PROMPT:
Gather every line in the records below that contains the word "Unknown".

#####

//! The handle-boxing convention and boundary guards.
//!
//! Every object crossing the boundary is one level of owned `Box`
//! indirection: `create` returns `Box::into_raw`, the paired `destroy`
//! reclaims exactly that box. Destroy on null is a no-op. Double-destroy
//! is a caller bug: debug builds keep a ledger of live handle addresses
//! and defuse (and log) the second destroy instead of corrupting the
//! allocator; release builds do not pay for the ledger.
//!
//! Every entry point body runs under `catch_unwind`, so no panic ever
//! crosses the boundary frame.

use std::os::raw::{c_char, c_void};
use std::panic::{catch_unwind, AssertUnwindSafe};

use crate::error::SkeinCode;

/// Optional completion callback: when non-null, invoked exactly once after
/// the call's blocking work finishes, success or failure.
pub type SkeinCallback = Option<unsafe extern "C" fn(user: *mut c_void)>;

pub(crate) fn fire_callback(callback: SkeinCallback, user: *mut c_void) {
    if let Some(callback) = callback {
        unsafe { callback(user) };
    }
}

#[cfg(debug_assertions)]
mod ledger {
    use once_cell::sync::Lazy;
    use std::collections::HashSet;
    use std::sync::Mutex;

    static LIVE: Lazy<Mutex<HashSet<usize>>> = Lazy::new(|| Mutex::new(HashSet::new()));

    pub(crate) fn register(addr: usize) {
        LIVE.lock().expect("handle ledger poisoned").insert(addr);
    }

    /// Returns false when the address is not a live handle (double destroy
    /// or a pointer this library never produced).
    pub(crate) fn release(addr: usize) -> bool {
        LIVE.lock().expect("handle ledger poisoned").remove(&addr)
    }
}

/// Boxes a value into an owned handle.
pub(crate) fn box_handle<T>(value: T) -> *mut T {
    let ptr = Box::into_raw(Box::new(value));
    #[cfg(debug_assertions)]
    ledger::register(ptr as usize);
    ptr
}

/// Destroys a handle produced by [`box_handle`]. Null is a no-op; in debug
/// builds a double destroy is flagged and skipped.
///
/// # Safety
/// `ptr` must be null or a pointer previously returned by [`box_handle`]
/// that has not been destroyed yet.
pub(crate) unsafe fn destroy_handle<T>(ptr: *mut T) {
    if ptr.is_null() {
        return;
    }
    #[cfg(debug_assertions)]
    if !ledger::release(ptr as usize) {
        log::warn!("double destroy of handle {:p} ignored", ptr);
        return;
    }
    drop(unsafe { Box::from_raw(ptr) });
}

/// Runs an entry-point body, converting panics into `Unknown`.
pub(crate) fn guard<F>(f: F) -> SkeinCode
where
    F: FnOnce() -> SkeinCode,
{
    crate::ensure_runtime();
    match catch_unwind(AssertUnwindSafe(f)) {
        Ok(code) => code,
        Err(_) => {
            log::error!("panic contained at boundary");
            SkeinCode::Unknown
        }
    }
}

/// Runs an entry-point body returning a handle; panics and `None` become
/// null.
pub(crate) fn guard_ptr<T, F>(f: F) -> *mut T
where
    F: FnOnce() -> Option<*mut T>,
{
    crate::ensure_runtime();
    match catch_unwind(AssertUnwindSafe(f)) {
        Ok(Some(ptr)) => ptr,
        Ok(None) => std::ptr::null_mut(),
        Err(_) => {
            log::error!("panic contained at boundary");
            std::ptr::null_mut()
        }
    }
}

/// Borrows a handle, failing with `InvalidPtr` on null.
///
/// # Safety
/// `ptr` must be null or a live handle of the right type.
pub(crate) unsafe fn deref<'a, T>(ptr: *const T) -> Result<&'a T, SkeinCode> {
    unsafe { ptr.as_ref() }.ok_or(SkeinCode::InvalidPtr)
}

/// Mutably borrows a handle, failing with `InvalidPtr` on null.
///
/// # Safety
/// `ptr` must be null or a live handle of the right type, not aliased for
/// the duration of the call.
pub(crate) unsafe fn deref_mut<'a, T>(ptr: *mut T) -> Result<&'a mut T, SkeinCode> {
    unsafe { ptr.as_mut() }.ok_or(SkeinCode::InvalidPtr)
}

/// Duplicates a string onto the heap as a NUL-terminated C string the
/// caller frees with `skein_string_free`.
pub(crate) fn dup_cstring(value: &str) -> *mut c_char {
    let sanitized: Vec<u8> = value.bytes().filter(|b| *b != 0).collect();
    match std::ffi::CString::new(sanitized) {
        Ok(cstring) => cstring.into_raw(),
        Err(_) => std::ptr::null_mut(),
    }
}

/// Frees a string returned by this library. Null is a no-op.
///
/// # Safety
/// `ptr` must be null or a string returned by this library that has not
/// been freed yet.
#[no_mangle]
pub unsafe extern "C" fn skein_string_free(ptr: *mut c_char) {
    if ptr.is_null() {
        return;
    }
    drop(unsafe { std::ffi::CString::from_raw(ptr) });
}

/// Hands a byte vector to the caller as an owned (pointer, length) pair,
/// freed with `skein_buffer_free`.
pub(crate) fn export_buffer(bytes: Vec<u8>) -> (*mut u8, usize) {
    let boxed = bytes.into_boxed_slice();
    let len = boxed.len();
    (Box::into_raw(boxed) as *mut u8, len)
}

/// Frees a buffer returned as a (pointer, length) pair. Null is a no-op.
///
/// # Safety
/// `(ptr, len)` must be a pair returned by this library, freed at most
/// once.
#[no_mangle]
pub unsafe extern "C" fn skein_buffer_free(ptr: *mut u8, len: usize) {
    if ptr.is_null() {
        return;
    }
    drop(unsafe { Box::from_raw(std::ptr::slice_from_raw_parts_mut(ptr, len)) });
}

/// Frees an array of strings previously returned by this library (both the
/// strings and the array itself).
///
/// # Safety
/// `(ptr, count)` must be an array returned by this library, freed at most
/// once; every element must still be live.
#[no_mangle]
pub unsafe extern "C" fn skein_string_array_free(ptr: *mut *mut c_char, count: usize) {
    if ptr.is_null() {
        return;
    }
    let strings = unsafe { Box::from_raw(std::ptr::slice_from_raw_parts_mut(ptr, count)) };
    for string in strings.iter() {
        unsafe { skein_string_free(*string) };
    }
}

/// Exports a vector of C strings as a caller-owned array.
pub(crate) fn export_string_array(values: &[String]) -> (*mut *mut c_char, usize) {
    let array: Vec<*mut c_char> = values.iter().map(|s| dup_cstring(s)).collect();
    let boxed = array.into_boxed_slice();
    let count = boxed.len();
    (Box::into_raw(boxed) as *mut *mut c_char, count)
}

#####

OUTPUT BELOW:
/// Runs an entry-point body, converting panics into `Unknown`.
            SkeinCode::Unknown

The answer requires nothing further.